The FCA’s reforms respond to long-standing concerns that the UK’s capital raising rules were too complex, costly and restrictive; especially for smaller and high-growth companies. The previous regime, based on the EU and UK Prospectus Regulation (UKPR), required companies to produce lengthy and expensive prospectuses for a wide range of transactions, creating barriers to entry and limiting opportunities for both issuers and investors. The new framework is set out in the Public Offers and Admissions to Trading Regulations 2024 (POATRs) and a new FCA sourcebook, the PRM Admission to Trading on a Regulated Market. It aims to reduce unnecessary regulatory friction, lower costs, and widen participation in the UK’s capital markets. The approach is to focus regulatory requirements where they are most needed, while giving companies greater flexibility and freedom to raise capital efficiently.

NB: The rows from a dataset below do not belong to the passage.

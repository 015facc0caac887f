use std::path::PathBuf;
use thiserror::Error;

#[derive(Error, Debug)]
pub enum ScraperError {
    #[error("HTTP request failed: {0}")]
    Http(#[from] reqwest::Error),

    #[error("JSON deserialization failed: {0}")]
    Json(#[from] serde_json::Error),

    #[error("TOML deserialization failed: {0}")]
    Toml(#[from] toml::de::Error),

    #[error("I/O error: {0}")]
    Io(#[from] std::io::Error),

    #[error("Configuration error: {0}")]
    Config(String),

    /// The endpoint answered, but not with a JSON object. Block pages are
    /// served with a success status, so the body prefix is the only signal.
    #[error("Non-JSON response from {url}: {preview}")]
    NonJsonBody { url: String, preview: String },

    #[error("Request to {url} timed out after {after_secs}s")]
    Timeout { url: String, after_secs: u64 },

    #[error("Browser error: {0}")]
    Browser(String),

    #[error("Malformed payload field: {0}")]
    ParseAnomaly(String),

    #[error("Failed to write {}: {source}", .path.display())]
    Persistence {
        path: PathBuf,
        #[source]
        source: std::io::Error,
    },
}

impl ScraperError {
    /// Failures that a later pass (retry or browser fallback) may recover from.
    pub fn is_transient(&self) -> bool {
        matches!(
            self,
            ScraperError::Http(_)
                | ScraperError::Json(_)
                | ScraperError::NonJsonBody { .. }
                | ScraperError::Timeout { .. }
                | ScraperError::Browser(_)
        )
    }
}

pub type Result<T> = std::result::Result<T, ScraperError>;
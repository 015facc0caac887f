use crate::constants::{DEFAULT_BASE_URL, IST_OFFSET_SECS};
use crate::error::{Result, ScraperError};
use chrono::{Duration as ChronoDuration, FixedOffset, NaiveDate, Utc};
use rand::Rng;
use serde::Deserialize;
use std::fs;
use std::path::{Path, PathBuf};
use std::time::Duration;

#[derive(Debug, Clone, Default, Deserialize)]
#[serde(default)]
pub struct Config {
    pub fetch: FetchConfig,
    pub output: OutputConfig,
}

#[derive(Debug, Clone, Deserialize)]
#[serde(default)]
pub struct FetchConfig {
    /// Must stay at 1: parallel fetching trips the upstream bot detection.
    pub worker_count: usize,
    pub base_url: String,
    pub api_timeout_seconds: u64,
    pub browser_timeout_seconds: u64,
    pub retry_sleep: SleepRange,
    pub fallback_sleep: SleepRange,
    /// `YYYYMMDD`; tomorrow in IST when unset.
    pub target_date_code: Option<String>,
    pub chrome_executable: Option<PathBuf>,
}

impl Default for FetchConfig {
    fn default() -> Self {
        Self {
            worker_count: 1,
            base_url: DEFAULT_BASE_URL.to_string(),
            api_timeout_seconds: 12,
            browser_timeout_seconds: 30,
            retry_sleep: SleepRange { min_secs: 0.8, max_secs: 1.5 },
            fallback_sleep: SleepRange { min_secs: 2.0, max_secs: 3.5 },
            target_date_code: None,
            chrome_executable: None,
        }
    }
}

#[derive(Debug, Clone, Deserialize)]
#[serde(default)]
pub struct OutputConfig {
    pub shard_id: u32,
    pub output_root: PathBuf,
    /// Write a snapshot of the outputs every N codes during the first pass; 0 disables.
    pub snapshot_interval: usize,
}

impl Default for OutputConfig {
    fn default() -> Self {
        Self {
            shard_id: 1,
            output_root: PathBuf::from("advance/data"),
            snapshot_interval: 25,
        }
    }
}

/// Inclusive range of seconds to wait before a retry attempt.
#[derive(Debug, Clone, Copy, PartialEq, Deserialize)]
pub struct SleepRange {
    pub min_secs: f64,
    pub max_secs: f64,
}

impl SleepRange {
    pub fn sample<R: Rng + ?Sized>(&self, rng: &mut R) -> Duration {
        if self.max_secs <= self.min_secs {
            return Duration::from_secs_f64(self.min_secs.max(0.0));
        }
        Duration::from_secs_f64(rng.gen_range(self.min_secs..=self.max_secs))
    }

    fn validate(&self, name: &str) -> Result<()> {
        if !self.min_secs.is_finite() || !self.max_secs.is_finite() || self.min_secs < 0.0 {
            return Err(ScraperError::Config(format!("{name}: bounds must be finite and non-negative")));
        }
        if self.min_secs > self.max_secs {
            return Err(ScraperError::Config(format!(
                "{name}: min_secs {} exceeds max_secs {}",
                self.min_secs, self.max_secs
            )));
        }
        Ok(())
    }
}

impl Config {
    /// Loads `config_path`, falling back to defaults when the file is absent.
    pub fn load_from(config_path: &Path) -> Result<Self> {
        if !config_path.exists() {
            let config = Config::default();
            config.validate()?;
            return Ok(config);
        }
        let config_content = fs::read_to_string(config_path).map_err(|e| {
            ScraperError::Config(format!("Failed to read config file '{}': {}", config_path.display(), e))
        })?;

        let config: Config = toml::from_str(&config_content)?;
        config.validate()?;
        Ok(config)
    }

    pub fn validate(&self) -> Result<()> {
        if self.fetch.worker_count != 1 {
            return Err(ScraperError::Config(format!(
                "worker_count must be 1, got {}",
                self.fetch.worker_count
            )));
        }
        if self.fetch.api_timeout_seconds == 0 || self.fetch.browser_timeout_seconds == 0 {
            return Err(ScraperError::Config("timeouts must be positive".into()));
        }
        self.fetch.retry_sleep.validate("retry_sleep")?;
        self.fetch.fallback_sleep.validate("fallback_sleep")?;
        if let Some(code) = &self.fetch.target_date_code {
            validate_date_code(code)?;
        }
        Ok(())
    }

    /// The configured target date, or tomorrow in IST.
    pub fn target_date_code(&self) -> String {
        self.fetch
            .target_date_code
            .clone()
            .unwrap_or_else(|| ist_date_code(1))
    }
}

pub fn validate_date_code(code: &str) -> Result<NaiveDate> {
    NaiveDate::parse_from_str(code, "%Y%m%d")
        .ok()
        .filter(|_| code.len() == 8)
        .ok_or_else(|| ScraperError::Config(format!("invalid date code '{code}', expected YYYYMMDD")))
}

/// Today's date in IST shifted by `offset_days`, formatted `YYYYMMDD`.
pub fn ist_date_code(offset_days: i64) -> String {
    let ist = FixedOffset::east_opt(IST_OFFSET_SECS).expect("IST offset is in range");
    let today = Utc::now().with_timezone(&ist).date_naive();
    (today + ChronoDuration::days(offset_days)).format("%Y%m%d").to_string()
}
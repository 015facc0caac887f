//! Retrieval metrics.
//!
//! Counters are recorded through the `metrics` facade; they only leave the
//! process when the Prometheus exporter is installed via [`init_metrics`].

use std::net::SocketAddr;
use tracing::{info, warn};

/// Which retrieval pass an attempt belongs to.
#[derive(Debug, Clone, Copy, PartialEq, Eq)]
pub enum Pass {
    Direct,
    Retry,
    Browser,
}

impl Pass {
    pub fn as_str(&self) -> &'static str {
        match self {
            Pass::Direct => "direct",
            Pass::Retry => "retry",
            Pass::Browser => "browser",
        }
    }
}

pub struct RetrievalMetrics;

impl RetrievalMetrics {
    pub fn record_attempt(pass: Pass) {
        ::metrics::counter!("showtime_fetch_attempts_total", "pass" => pass.as_str()).increment(1);
    }

    pub fn record_fetched(pass: Pass, shows: usize) {
        ::metrics::counter!("showtime_fetch_success_total", "pass" => pass.as_str()).increment(1);
        ::metrics::histogram!("showtime_shows_per_venue").record(shows as f64);
    }

    pub fn record_empty(pass: Pass) {
        ::metrics::counter!("showtime_fetch_empty_total", "pass" => pass.as_str()).increment(1);
    }

    pub fn record_error(pass: Pass, transient: bool) {
        let kind = if transient { "transient" } else { "other" };
        ::metrics::counter!("showtime_fetch_error_total", "pass" => pass.as_str(), "kind" => kind)
            .increment(1);
    }

    pub fn record_unrecovered(count: usize) {
        ::metrics::gauge!("showtime_unrecovered_codes").set(count as f64);
    }
}

/// Installs the Prometheus exporter when `SHOWTIME_METRICS_PORT` is set.
pub fn init_metrics() {
    let Some(port) = std::env::var("SHOWTIME_METRICS_PORT")
        .ok()
        .and_then(|s| s.parse::<u16>().ok())
    else {
        return;
    };
    let addr: SocketAddr = ([0, 0, 0, 0], port).into();
    let builder = metrics_exporter_prometheus::PrometheusBuilder::new().with_http_listener(addr);
    match builder.install() {
        Ok(()) => info!("Prometheus exporter listening on http://{}/metrics", addr),
        Err(e) => warn!("Prometheus exporter install failed: {}", e),
    }
}
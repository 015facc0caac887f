use std::fs;
use tracing_appender::non_blocking::WorkerGuard;
use tracing_subscriber::{fmt, prelude::*, EnvFilter};

/// Initializes the logging system with both console and file output.
///
/// The returned guard flushes the file writer when dropped, so hold it for
/// the lifetime of the process.
pub fn init_logging() -> WorkerGuard {
    // Ensure logs directory exists
    let _ = fs::create_dir_all("logs");

    // Create a non-blocking file appender for daily log rotation
    let file_appender = tracing_appender::rolling::daily("logs", "showtime_scraper.log");
    let (non_blocking_writer, guard) = tracing_appender::non_blocking(file_appender);

    let file_layer = fmt::layer().json().with_writer(non_blocking_writer);
    let console_layer = fmt::layer().with_target(false).with_writer(std::io::stdout);

    let filter = EnvFilter::try_from_default_env()
        .unwrap_or_else(|_| EnvFilter::new("showtime_scraper=info"));

    tracing_subscriber::registry()
        .with(filter)
        .with(file_layer)
        .with(console_layer)
        .init();

    guard
}
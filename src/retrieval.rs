//! Three-pass retrieval over the venue list.
//!
//! Pass 1 fetches every code directly. Codes that come back empty or fail are
//! retried in pass 2 with a fresh identity after a jittered pause, and
//! whatever is still empty is loaded through the headless browser in pass 3.
//! Codes are processed one at a time; a failing code never stops the run.

use crate::config::{Config, SleepRange};
use crate::error::Result;
use crate::fetch::ShowtimeFetcher;
use crate::metrics::{Pass, RetrievalMetrics};
use crate::parser::{parse_payload, show_count};
use crate::store::ResultStore;
use crate::types::TargetCode;
use rand::rngs::StdRng;
use rand::SeedableRng;
use serde::Serialize;
use tracing::{info, instrument, warn};

#[derive(Debug, Clone)]
pub struct RetrievalSettings {
    pub target_date: String,
    pub retry_sleep: SleepRange,
    pub fallback_sleep: SleepRange,
    /// Invoke the snapshot hook every N codes of pass 1; 0 disables.
    pub snapshot_interval: usize,
}

impl RetrievalSettings {
    pub fn from_config(config: &Config) -> Self {
        Self {
            target_date: config.target_date_code(),
            retry_sleep: config.fetch.retry_sleep,
            fallback_sleep: config.fetch.fallback_sleep,
            snapshot_interval: config.output.snapshot_interval,
        }
    }
}

/// Outcome counts of one run.
#[derive(Debug, Clone, Default, PartialEq, Serialize)]
pub struct RunReport {
    pub total: usize,
    pub fetched_direct: usize,
    pub recovered_retry: usize,
    pub recovered_browser: usize,
    pub still_empty: Vec<TargetCode>,
}

impl RunReport {
    pub fn recovered(&self) -> usize {
        self.fetched_direct + self.recovered_retry + self.recovered_browser
    }
}

pub struct RetrievalEngine<F: ShowtimeFetcher> {
    fetcher: F,
    settings: RetrievalSettings,
    rng: StdRng,
}

impl<F: ShowtimeFetcher> RetrievalEngine<F> {
    pub fn new(fetcher: F, settings: RetrievalSettings) -> Self {
        Self {
            fetcher,
            settings,
            rng: StdRng::from_entropy(),
        }
    }

    pub fn with_rng(mut self, rng: StdRng) -> Self {
        self.rng = rng;
        self
    }

    pub fn fetcher(&self) -> &F {
        &self.fetcher
    }

    /// Runs all three passes over `codes`, recording outcomes in `store`.
    ///
    /// `on_snapshot` is called periodically during pass 1; its error aborts the run.
    #[instrument(skip_all, fields(codes = codes.len(), date = %self.settings.target_date))]
    pub async fn run<S>(&mut self, codes: &[TargetCode], store: &ResultStore, mut on_snapshot: S) -> Result<RunReport>
    where
        S: FnMut(&ResultStore) -> Result<()>,
    {
        let mut report = RunReport { total: codes.len(), ..Default::default() };

        info!("PASS 1 - direct ({} codes)", codes.len());
        for (idx, code) in codes.iter().enumerate() {
            if self.attempt(Pass::Direct, code, store).await {
                report.fetched_direct += 1;
            }
            let interval = self.settings.snapshot_interval;
            if interval > 0 && (idx + 1) % interval == 0 {
                on_snapshot(store)?;
            }
        }

        let retry = store.empty_codes();
        info!("PASS 2 - retry ({} codes)", retry.len());
        for code in &retry {
            tokio::time::sleep(self.settings.retry_sleep.sample(&mut self.rng)).await;
            self.fetcher.reset_identity().await;
            if self.attempt(Pass::Retry, code, store).await {
                report.recovered_retry += 1;
            }
        }

        let fallback = store.empty_codes();
        info!("PASS 3 - browser ({} codes)", fallback.len());
        for (idx, code) in fallback.iter().enumerate() {
            info!("[BROWSER {}/{}] {}", idx + 1, fallback.len(), code);
            tokio::time::sleep(self.settings.fallback_sleep.sample(&mut self.rng)).await;
            self.fetcher.reset_identity().await;
            if self.attempt(Pass::Browser, code, store).await {
                report.recovered_browser += 1;
                info!("[RECOVERED via browser] {}", code);
            }
        }

        // Close the browser if pass 3 started one
        self.fetcher.reset_identity().await;

        report.still_empty = store.empty_codes();
        RetrievalMetrics::record_unrecovered(report.still_empty.len());
        info!(
            total = report.total,
            recovered = report.recovered(),
            still_empty = report.still_empty.len(),
            "Retrieval finished"
        );
        Ok(report)
    }

    /// One fetch + parse for `code`. Returns true when the code ends up fetched.
    async fn attempt(&mut self, pass: Pass, code: &str, store: &ResultStore) -> bool {
        RetrievalMetrics::record_attempt(pass);
        let fetched = match pass {
            Pass::Direct | Pass::Retry => self.fetcher.fetch_direct(code).await,
            Pass::Browser => self.fetcher.fetch_via_browser(code).await,
        };

        match fetched {
            Ok(payload) => {
                let groups = parse_payload(&payload, code, &self.settings.target_date);
                if groups.is_empty() {
                    RetrievalMetrics::record_empty(pass);
                    if pass == Pass::Direct {
                        store.reserve_empty(code);
                    } else {
                        store.mark_empty(code);
                    }
                    false
                } else {
                    RetrievalMetrics::record_fetched(pass, show_count(&groups));
                    store.record_fetched(code, groups);
                    true
                }
            }
            Err(e) => {
                warn!(code, pass = pass.as_str(), "Fetch failed: {}", e);
                RetrievalMetrics::record_error(pass, e.is_transient());
                store.mark_empty(code);
                false
            }
        }
    }
}
use crate::aggregator::{aggregate, Aggregation};
use crate::error::{Result, ScraperError};
use crate::fetch::ShowtimeFetcher;
use crate::retrieval::{RetrievalEngine, RunReport};
use crate::sink::ShowtimeSink;
use crate::store::ResultStore;
use crate::types::{TargetCode, VenueDirectory};
use std::fs;
use std::path::Path;
use tracing::{info, instrument};

/// Result of a complete scrape run
#[derive(Debug)]
pub struct PipelineResult {
    pub report: RunReport,
    pub aggregation: Aggregation,
}

/// Reads the venue list (`{code: {"City": .., "State": ..}}`), keeping file order.
pub fn load_venues(path: &Path) -> Result<VenueDirectory> {
    let content = fs::read_to_string(path).map_err(|e| {
        ScraperError::Config(format!("Failed to read venue file '{}': {}", path.display(), e))
    })?;
    Ok(serde_json::from_str(&content)?)
}

pub struct Pipeline;

impl Pipeline {
    /// Retrieves every venue, then aggregates and hands the outputs to `sink`.
    ///
    /// Periodic snapshots go through the same sink during the first pass.
    #[instrument(skip_all, fields(venues = venues.len()))]
    pub async fn run<F: ShowtimeFetcher>(
        engine: &mut RetrievalEngine<F>,
        venues: &VenueDirectory,
        target_date: &str,
        sink: &mut dyn ShowtimeSink,
    ) -> Result<PipelineResult> {
        let codes: Vec<TargetCode> = venues.keys().cloned().collect();
        let store = ResultStore::new();

        let report = engine
            .run(&codes, &store, |store| {
                let snapshot = aggregate(&store.snapshot(), venues, target_date);
                info!("Snapshot after {} fetched venues", store.fetched_count());
                sink.write(&snapshot)
            })
            .await?;

        let aggregation = aggregate(&store.into_results(), venues, target_date);
        sink.write(&aggregation)?;

        Ok(PipelineResult { report, aggregation })
    }
}
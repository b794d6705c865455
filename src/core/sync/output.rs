// ─── CI Output ───
// Under GitHub Actions each single-version command appends the version it
// produced (or `/` when nothing changed) to the file named by the edition's
// output variable, for later workflow steps to read.

use std::io::Write;
use std::path::Path;

use tracing::debug;

use super::Edition;
use crate::core::error::{SyncError, SyncResult};

pub fn running_in_github_actions() -> bool {
    std::env::var_os("GITHUB_ACTIONS").is_some_and(|v| !v.is_empty())
}

/// Append the outcome for `edition` when running under GitHub Actions.
pub fn report_version(edition: Edition, changed: Option<&str>) -> SyncResult<()> {
    if !running_in_github_actions() {
        return Ok(());
    }
    let Some(path) = std::env::var_os(edition.output_env()) else {
        debug!("{} is not set; skipping CI output", edition.output_env());
        return Ok(());
    };
    append_line(Path::new(&path), changed.unwrap_or("/"))
}

pub fn append_line(path: &Path, line: &str) -> SyncResult<()> {
    let mut file = std::fs::OpenOptions::new()
        .create(true)
        .append(true)
        .open(path)
        .map_err(|e| SyncError::io(path, e))?;
    writeln!(file, "{line}").map_err(|e| SyncError::io(path, e))
}

#[cfg(test)]
mod tests {
    use super::*;

    #[test]
    fn lines_accumulate() {
        let dir = tempfile::tempdir().unwrap();
        let path = dir.path().join("edition.txt");
        append_line(&path, "1.21.0.3").unwrap();
        append_line(&path, "/").unwrap();
        assert_eq!(std::fs::read_to_string(&path).unwrap(), "1.21.0.3\n/\n");
    }
}
pub mod cli;
pub mod commands;
pub mod core;

use tracing_subscriber::EnvFilter;

/// Initialize structured logging. `RUST_LOG` overrides the default filter.
pub fn init_tracing() {
    tracing_subscriber::fmt()
        .with_env_filter(
            EnvFilter::try_from_default_env()
                .unwrap_or_else(|_| EnvFilter::new("info,mc_lang_sync=debug")),
        )
        .with_writer(std::io::stderr)
        .init();
}
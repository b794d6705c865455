// ─── File Organizer ───
// Maps extractor output (package-internal virtual paths) onto the tracked
// `bedrock/extracted/<version>/<pack>/<file>` layout.

use std::path::{Component, Path, PathBuf};

use tracing::{debug, info, warn};

use crate::core::error::{SyncError, SyncResult};
use crate::core::lang::{write_json_sibling, LocaleFilter};
use crate::core::ledger::{sha1_hex, FileHashes};
use crate::core::staging::{read_file, write_file, StagingDir};

/// Pack directory for the legacy top-level `data/lang` and `data/loc` files.
pub const LEGACY_PACK: &str = "old";

const PACK_ROOTS: [&str; 2] = ["resource_packs", "resourcepacks"];
const LEGACY_ROOTS: [&str; 2] = ["lang", "loc"];

/// Join path components with `/` regardless of platform.
pub fn virtual_path(path: &Path) -> String {
    path.components()
        .filter_map(|c| match c {
            Component::Normal(part) => Some(part.to_string_lossy()),
            _ => None,
        })
        .collect::<Vec<_>>()
        .join("/")
}

/// Where a package file belongs under the version directory, if anywhere.
///
/// `data/resource_packs/<pack>/[client/]texts/<file>.lang` → `<pack>/<file>.lang`,
/// `data/lang/<rest>.lang` and `data/loc/<rest>.lang` → `old/<rest>.lang`.
/// The leading `data` component is matched case-insensitively.
pub fn destination_for(virtual_path: &str) -> Option<String> {
    let normalized = virtual_path.replace('\\', "/");
    if !normalized.to_ascii_lowercase().ends_with(".lang") {
        return None;
    }
    let parts: Vec<&str> = normalized.split('/').filter(|p| !p.is_empty()).collect();
    let (first, rest) = parts.split_first()?;
    if !first.eq_ignore_ascii_case("data") {
        return None;
    }
    let (root, rest) = rest.split_first()?;

    if PACK_ROOTS.iter().any(|r| root.eq_ignore_ascii_case(r)) {
        let (pack, inner) = rest.split_first()?;
        if !inner.iter().any(|p| p.eq_ignore_ascii_case("texts")) {
            return None;
        }
        let kept: Vec<&str> = inner
            .iter()
            .copied()
            .filter(|p| !p.eq_ignore_ascii_case("texts") && !p.eq_ignore_ascii_case("client"))
            .collect();
        if kept.is_empty() {
            return None;
        }
        return Some(format!("{pack}/{}", kept.join("/")));
    }

    if LEGACY_ROOTS.iter().any(|r| root.eq_ignore_ascii_case(r)) {
        if rest.is_empty() || rest.iter().any(|p| p.eq_ignore_ascii_case("pc-base")) {
            return None;
        }
        return Some(format!("{LEGACY_PACK}/{}", rest.join("/")));
    }

    None
}

pub fn is_language_resource(virtual_path: &str) -> bool {
    destination_for(virtual_path).is_some()
}

/// One version's organised files, still staged next to their target.
pub struct OrganizedTree {
    pub staging: StagingDir,
    /// Destination path → SHA-1 of the `.lang` bytes.
    pub files: FileHashes,
}

impl OrganizedTree {
    pub fn path(&self) -> &Path {
        self.staging.path()
    }

    /// Replace the target with the staged tree.
    pub fn promote(self) -> SyncResult<PathBuf> {
        self.staging.promote()
    }
}

/// Copy recognised language files from `source_root` into a staging
/// directory for `target`. Each `.lang` gets a `.json` sibling. Nothing
/// reaches `target` until the returned tree is promoted.
pub fn organize(
    source_root: &Path,
    files: &[PathBuf],
    target: &Path,
    languages: &LocaleFilter,
) -> SyncResult<OrganizedTree> {
    let staging = StagingDir::for_target(target)?;

    let mut mapped: Vec<(String, &PathBuf)> = files
        .iter()
        .filter_map(|rel| destination_for(&virtual_path(rel)).map(|dest| (dest, rel)))
        .collect();
    mapped.sort();

    let mut hashes = FileHashes::new();
    for (dest, rel) in mapped {
        let file_name = dest.rsplit('/').next().unwrap_or(&dest);
        if !languages.allows(file_name) {
            debug!("Skipping {} (not exported)", dest);
            continue;
        }
        if hashes.contains_key(&dest) {
            warn!("{} maps onto already organised {}, keeping the first", rel.display(), dest);
            continue;
        }

        let bytes = read_file(&source_root.join(rel))?;
        let out = staging.path().join(&dest);
        write_file(&out, &bytes)?;
        write_json_sibling(&out, &bytes)?;
        hashes.insert(dest, sha1_hex(&bytes));
    }

    if hashes.is_empty() {
        return Err(SyncError::Extraction(format!(
            "no language files found for {:?}",
            target
        )));
    }

    info!("Organised {} language files for {:?}", hashes.len(), target);
    Ok(OrganizedTree {
        staging,
        files: hashes,
    })
}

#[cfg(test)]
mod tests {
    use super::*;

    #[test]
    fn resource_pack_texts_are_flattened() {
        assert_eq!(
            destination_for("data/resource_packs/vanilla/texts/en_US.lang").as_deref(),
            Some("vanilla/en_US.lang")
        );
        assert_eq!(
            destination_for("Data/resource_packs/vanilla_1.20.50/client/texts/zh_CN.lang").as_deref(),
            Some("vanilla_1.20.50/zh_CN.lang")
        );
        assert_eq!(
            destination_for("DATA\\resourcepacks\\education\\texts\\de_DE.lang").as_deref(),
            Some("education/de_DE.lang")
        );
    }

    #[test]
    fn legacy_locations_go_to_old() {
        assert_eq!(
            destination_for("data/lang/en_US.lang").as_deref(),
            Some("old/en_US.lang")
        );
        assert_eq!(
            destination_for("data/loc/fr_FR/strings.lang").as_deref(),
            Some("old/fr_FR/strings.lang")
        );
        assert_eq!(destination_for("data/loc/pc-base/en_US.lang"), None);
    }

    #[test]
    fn unrelated_files_are_ignored() {
        assert_eq!(destination_for("data/resource_packs/vanilla/manifest.json"), None);
        assert_eq!(destination_for("data/resource_packs/vanilla/en_US.lang"), None);
        assert_eq!(destination_for("assets/lang/en_US.lang"), None);
        assert_eq!(destination_for("data/other/texts/en_US.lang"), None);
    }

    fn source_tree(root: &Path) -> Vec<PathBuf> {
        let files = [
            ("data/resource_packs/vanilla/texts/en_US.lang", "a=1\r\nb=2\t#c\n".as_bytes()),
            ("data/resource_packs/vanilla/texts/zh_CN.lang", "\u{feff}a=一\n".as_bytes()),
            ("data/resource_packs/vanilla/texts/languages.json", b"[]".as_slice()),
        ];
        files
            .iter()
            .map(|(rel, bytes)| {
                write_file(&root.join(rel), bytes).unwrap();
                PathBuf::from(rel)
            })
            .collect()
    }

    #[test]
    fn organised_files_are_byte_identical() {
        let work = tempfile::tempdir().unwrap();
        let out = tempfile::tempdir().unwrap();
        let files = source_tree(work.path());
        let target = out.path().join("1.20.1");

        let tree = organize(work.path(), &files, &target, &LocaleFilter::all()).unwrap();
        assert!(!target.exists());
        assert_eq!(tree.files.len(), 2);
        tree.promote().unwrap();

        for (rel, dest) in [
            ("data/resource_packs/vanilla/texts/en_US.lang", "vanilla/en_US.lang"),
            ("data/resource_packs/vanilla/texts/zh_CN.lang", "vanilla/zh_CN.lang"),
        ] {
            assert_eq!(
                std::fs::read(work.path().join(rel)).unwrap(),
                std::fs::read(target.join(dest)).unwrap()
            );
        }
        assert!(target.join("vanilla/en_US.json").exists());
        assert!(!target.join("vanilla/languages.json").exists());
    }

    #[test]
    fn organising_twice_yields_the_same_tree() {
        let work = tempfile::tempdir().unwrap();
        let out = tempfile::tempdir().unwrap();
        let files = source_tree(work.path());
        let target = out.path().join("1.20.1");

        let first = organize(work.path(), &files, &target, &LocaleFilter::all()).unwrap();
        let first_files = first.files.clone();
        first.promote().unwrap();
        let snapshot = |dir: &Path| -> Vec<(String, Vec<u8>)> {
            let mut entries: Vec<_> = walkdir::WalkDir::new(dir)
                .into_iter()
                .filter_map(Result::ok)
                .filter(|e| e.file_type().is_file())
                .map(|e| {
                    (
                        virtual_path(e.path().strip_prefix(dir).unwrap()),
                        std::fs::read(e.path()).unwrap(),
                    )
                })
                .collect();
            entries.sort();
            entries
        };
        let before = snapshot(&target);

        let second = organize(work.path(), &files, &target, &LocaleFilter::all()).unwrap();
        assert_eq!(first_files, second.files);
        second.promote().unwrap();
        assert_eq!(before, snapshot(&target));
        assert_eq!(std::fs::read_dir(out.path()).unwrap().count(), 1);
    }

    #[test]
    fn unpromoted_tree_leaves_nothing_behind() {
        let work = tempfile::tempdir().unwrap();
        let out = tempfile::tempdir().unwrap();
        let files = source_tree(work.path());
        let target = out.path().join("1.20.1");

        let tree = organize(work.path(), &files, &target, &LocaleFilter::all()).unwrap();
        assert!(tree.path().join("vanilla/en_US.lang").is_file());
        drop(tree);

        assert!(!target.exists());
        assert_eq!(std::fs::read_dir(out.path()).unwrap().count(), 0);
    }

    #[test]
    fn export_filter_limits_locales() {
        let work = tempfile::tempdir().unwrap();
        let out = tempfile::tempdir().unwrap();
        let files = source_tree(work.path());
        let target = out.path().join("1.20.1");

        let tree = organize(work.path(), &files, &target, &LocaleFilter::parse("zh-CN")).unwrap();
        assert_eq!(tree.files.keys().collect::<Vec<_>>(), vec!["vanilla/zh_CN.lang"]);
    }

    #[test]
    fn nothing_recognised_is_an_error_and_leaves_no_target() {
        let work = tempfile::tempdir().unwrap();
        let out = tempfile::tempdir().unwrap();
        write_file(&work.path().join("readme.txt"), b"hi").unwrap();
        let target = out.path().join("1.20.1");

        let result = organize(
            work.path(),
            &[PathBuf::from("readme.txt")],
            &target,
            &LocaleFilter::all(),
        );
        assert!(matches!(result, Err(SyncError::Extraction(_))));
        assert!(!target.exists());
        assert_eq!(std::fs::read_dir(out.path()).unwrap().count(), 0);
    }
}
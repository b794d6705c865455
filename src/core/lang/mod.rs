pub mod format;
pub mod locale;

pub use format::{parse_lang, write_json_sibling};
pub use locale::{locale_tag, LocaleFilter};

The UKPR and the FCA’s current Prospectus Regulation Rules will cease to apply when the POATRs and the PRM come into force on 19 January 2026.
The reforms introduce several significant changes to the rules governing public offers and admissions to trading:
Higher threshold for prospectus requirements: The threshold at which a prospectus is required for further issuances of shares already admitted to a regulated market (broadly the Main Markets of the London Stock Exchange and Aquis) has been raised from 20% to 75% of issued share capital (and up to 100% for closed-ended investment funds). This means that many secondary capital raisings will no longer require a full prospectus, significantly reducing costs and administrative burdens for issuers. Issuers will still be able to submit for FCA approval a voluntary prospectus (i.e. below the threshold), which is an important option for issuers planning to target international investors particularly the US and it is likely that the bulge bracket investment banks involved in the capital raising will insist on a prospectus so as to mitigate risks.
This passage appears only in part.